The actual process used by the scientists, called attosecond absorption spectroscopy, is about as fiendishly complicated as its name, so let's take this slowly. They started by taking some atoms of krypton, one of the nobles gases. They then ionized the atoms using a near-infrared laser pulse. This pulse operated in cycles of a few femtoseconds each. A femtosecond is 10^-15 second, or a quadrillionth of a second. This ionization pulse caused anywhere from one to three of the eight electrons in the krypton's outermost shell to leave the atom, leaving an empty space in this furthest valence.
Next, it was time for the attosecond pulse. An attosecond is a thousandth of a femtosecond, which is also 10^-18 second (not to mention a quintillionth of a second, just so all our bases are covered). They sent an extreme-ultraviolet attosecond pulse on the same path as that of the earlier, femtosecond pulse. And this is where the physicists were able to directly observe electrons at work in the wake of ionization.
The attosecond pulse excited one or more of the electrons in the next energy orbital beneath the outermost shell, causing them to jump to the outer orbital and fill the gap created by the departed electrons. At that point, the electron starts "flopping" between the two orbits, creating complementary interference patterns that essentially merge into one, thanks to the quantum concept of coherence.

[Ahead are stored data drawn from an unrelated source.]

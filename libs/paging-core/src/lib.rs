//! Page-number pagination and enum-driven sort schemas.
//!
//! Both halves are framework-free: callers hand in the total item count and
//! the request URL, and get back a [`PageWindow`] describing which slice to
//! load plus the navigation links.

pub mod error;
pub mod page;
pub mod sort;

pub use error::{Error, Result};
pub use page::{paginate, paginate_vec, Page, PageParams, PageWindow, DEFAULT_PER_PAGE};
pub use sort::{all_tokens, SortDir, SortKey, SortSchema, SortableField};

#[cfg(test)]
mod tests;
#[cfg(test)]
mod tests {
    use super::*;
    use crate::config::{default_logging_config, AppConfig};
    use std::fs;
    use tempfile::tempdir;

    fn section(file: &str) -> Section {
        Section {
            console_level: "info".into(),
            file: file.into(),
            file_level: "debug".into(),
            max_age_days: None,
            max_backups: Some(2),
            max_size_mb: Some(1),
        }
    }

    #[test]
    fn test_logging_level_parsing() {
        assert_eq!(parse_tracing_level("trace"), Some(Level::TRACE));
        assert_eq!(parse_tracing_level("DEBUG"), Some(Level::DEBUG));
        assert_eq!(parse_tracing_level("Info"), Some(Level::INFO));
        assert_eq!(parse_tracing_level("warn"), Some(Level::WARN));
        assert_eq!(parse_tracing_level("ERROR"), Some(Level::ERROR));
        assert_eq!(parse_tracing_level("off"), None);
        assert_eq!(parse_tracing_level("none"), None);
        assert_eq!(parse_tracing_level("invalid"), Some(Level::INFO));
    }

    #[test]
    fn test_prefix_matching() {
        assert!(matches_crate_prefix("db_integrity", "db_integrity"));
        assert!(matches_crate_prefix("db_integrity::parser", "db_integrity"));
        assert!(!matches_crate_prefix("db_integrity_extra", "db_integrity"));
        assert!(!matches_crate_prefix("api_errors", "db_integrity"));
    }

    #[test]
    fn test_extract_config_data() {
        let mut cfg = default_logging_config();
        cfg.insert("db_integrity".into(), section("logs/db.log"));
        cfg.insert("apikit".into(), section(""));

        let data = extract_config_data(&cfg);
        assert!(data.default_section.is_some());
        assert_eq!(data.subsystem_names, vec!["apikit".to_string(), "db_integrity".to_string()]);
    }

    #[test]
    fn test_file_paths_resolved_against_home_dir() {
        let tmp = tempdir().unwrap();
        let resolved = resolve_log_path("logs/test.log", tmp.path());
        assert!(resolved.starts_with(tmp.path()));
        assert!(resolved.ends_with("logs/test.log"));

        let absolute = tmp.path().join("abs.log");
        assert_eq!(resolve_log_path(&absolute.to_string_lossy(), Path::new("/ignored")), absolute);
    }

    #[test]
    fn test_file_limit_selection() {
        let mut s = section("x.log");
        assert!(matches!(file_limit(&s), FileLimit::MaxFiles(2)));
        s.max_age_days = Some(7);
        assert!(matches!(file_limit(&s), FileLimit::Age(_)));
        s.max_age_days = None;
        s.max_backups = None;
        assert!(matches!(file_limit(&s), FileLimit::Age(_)));
    }

    #[test]
    fn test_create_rotating_writer_at_path_creates_parent() {
        let tmp = tempdir().unwrap();
        let p = tmp.path().join("nested/dir/app.log");

        let res = create_rotating_writer_at_path(&p, 128 * 1024, FileLimit::MaxFiles(1));
        assert!(res.is_ok(), "writer should be created");
        assert!(p.parent().unwrap().exists(), "parent dir must be created");
    }

    #[test]
    fn test_router_prefers_longest_prefix() {
        let tmp = tempdir().unwrap();
        let mut router = MultiFileRouter::default();
        assert!(router.is_empty());

        let general = file_writer_for("api_errors", &section("general.log"), tmp.path()).unwrap();
        let specific = file_writer_for("api_errors::integrity", &section("specific.log"), tmp.path()).unwrap();
        router.insert("api_errors".into(), general.clone());
        router.insert("api_errors::integrity".into(), specific.clone());

        let resolved = router.resolve_for("api_errors::integrity").unwrap();
        assert!(Arc::ptr_eq(&resolved.0, &specific.0));
        let resolved = router.resolve_for("api_errors::problem").unwrap();
        assert!(Arc::ptr_eq(&resolved.0, &general.0));
        assert!(router.resolve_for("paging_core").is_none());
    }

    #[test]
    fn test_empty_file_disables_writer() {
        let tmp = tempdir().unwrap();
        assert!(file_writer_for("default", &section("  "), tmp.path()).is_none());
    }

    #[test]
    fn test_config_logging_integration_with_base_dir() {
        let temp_dir = tempdir().unwrap();
        let home = temp_dir.path().join("home");
        let config_path = temp_dir.path().join("test_config.yaml");

        let yaml_content = format!(
            r#"
server:
  home_dir: "{}"

logging:
  default:
    console_level: info
    file: ""
    file_level: debug
  db_integrity:
    console_level: debug
    file: "logs/integrity.log"
    file_level: warn
    max_size_mb: 5
    max_backups: 2
"#,
            home.to_string_lossy().replace('\\', "/")
        );
        fs::write(&config_path, yaml_content).unwrap();

        let config = AppConfig::load_layered(&config_path).unwrap();
        let data = extract_config_data(config.logging.as_ref().unwrap());
        let router = build_file_router(&data, &config.home_dir());

        assert!(router.default.is_none());
        assert_eq!(router.by_prefix.len(), 1);
        assert!(home.join("logs").is_dir());
    }
}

It's that short-lived electron coherence that the attosecond pulses are able to measure, giving the physicists a direct measurement of the changing levels of coherence between the electron's two quantum states. The graph below shows how the coherence dipped and peaked over the tiny fractions of a second. Each black dot represents a direct moment of electron observation.

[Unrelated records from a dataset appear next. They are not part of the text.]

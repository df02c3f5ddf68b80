//! Database integrity-error classification.
//!
//! Turns the text of a PostgreSQL or SQLite integrity error into an
//! [`IntegrityViolationKind`] plus the implicated column names.
//!
//! ```
//! use db_integrity::{parse, IntegrityViolationKind, RawIntegrityError};
//!
//! let err = RawIntegrityError::new("UNIQUE constraint failed: resource.a, resource.b");
//! let result = parse(&err).unwrap();
//! assert_eq!(result.kind, IntegrityViolationKind::UniqueConstraint);
//! assert_eq!(result.columns, vec!["a", "b"]);
//! ```
//!
//! # Features
//! - `sqlite` (default), `pg`: sqlx adapters that pick the vendor from the
//!   driver error type instead of the message text.

pub mod codes;
pub mod error;
pub mod parser;
pub mod postgres;
pub mod sqlite;
pub mod types;

#[cfg(any(feature = "pg", feature = "sqlite"))]
pub mod driver;

pub use codes::{is_integrity_violation_code, is_unique_violation_code, kind_from_code};
pub use error::IntegrityParseError;
pub use parser::{parse, IntegrityErrorParser, IntegrityParser};
pub use postgres::{
    PostgresCheckParser, PostgresNotNullParser, PostgresParser, PostgresUniqueConstraintParser,
};
pub use sqlite::{SqliteCheckParser, SqliteNotNullParser, SqliteParser, SqliteUniqueConstraintParser};
pub use types::{IntegrityViolationKind, ParseResult, RawIntegrityError, Vendor};

#[cfg(any(feature = "pg", feature = "sqlite"))]
pub use driver::{classify_sqlx, violation_kind};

This is one of the first direct applications of attosecond pulses, but according to Berkeley researcher Stephen Leone, this is just the tip of the iceberg for what the technology can do:
"his revealed details of a type of electronic motion – coherent superposition – that can control properties in many systems. The method developed by our team for exploring coherent dynamics has never before been available to researchers. It's truly general and can be applied to attosecond electronic dynamics problems in the physics and chemistry of liquids, solids, biological systems, everything.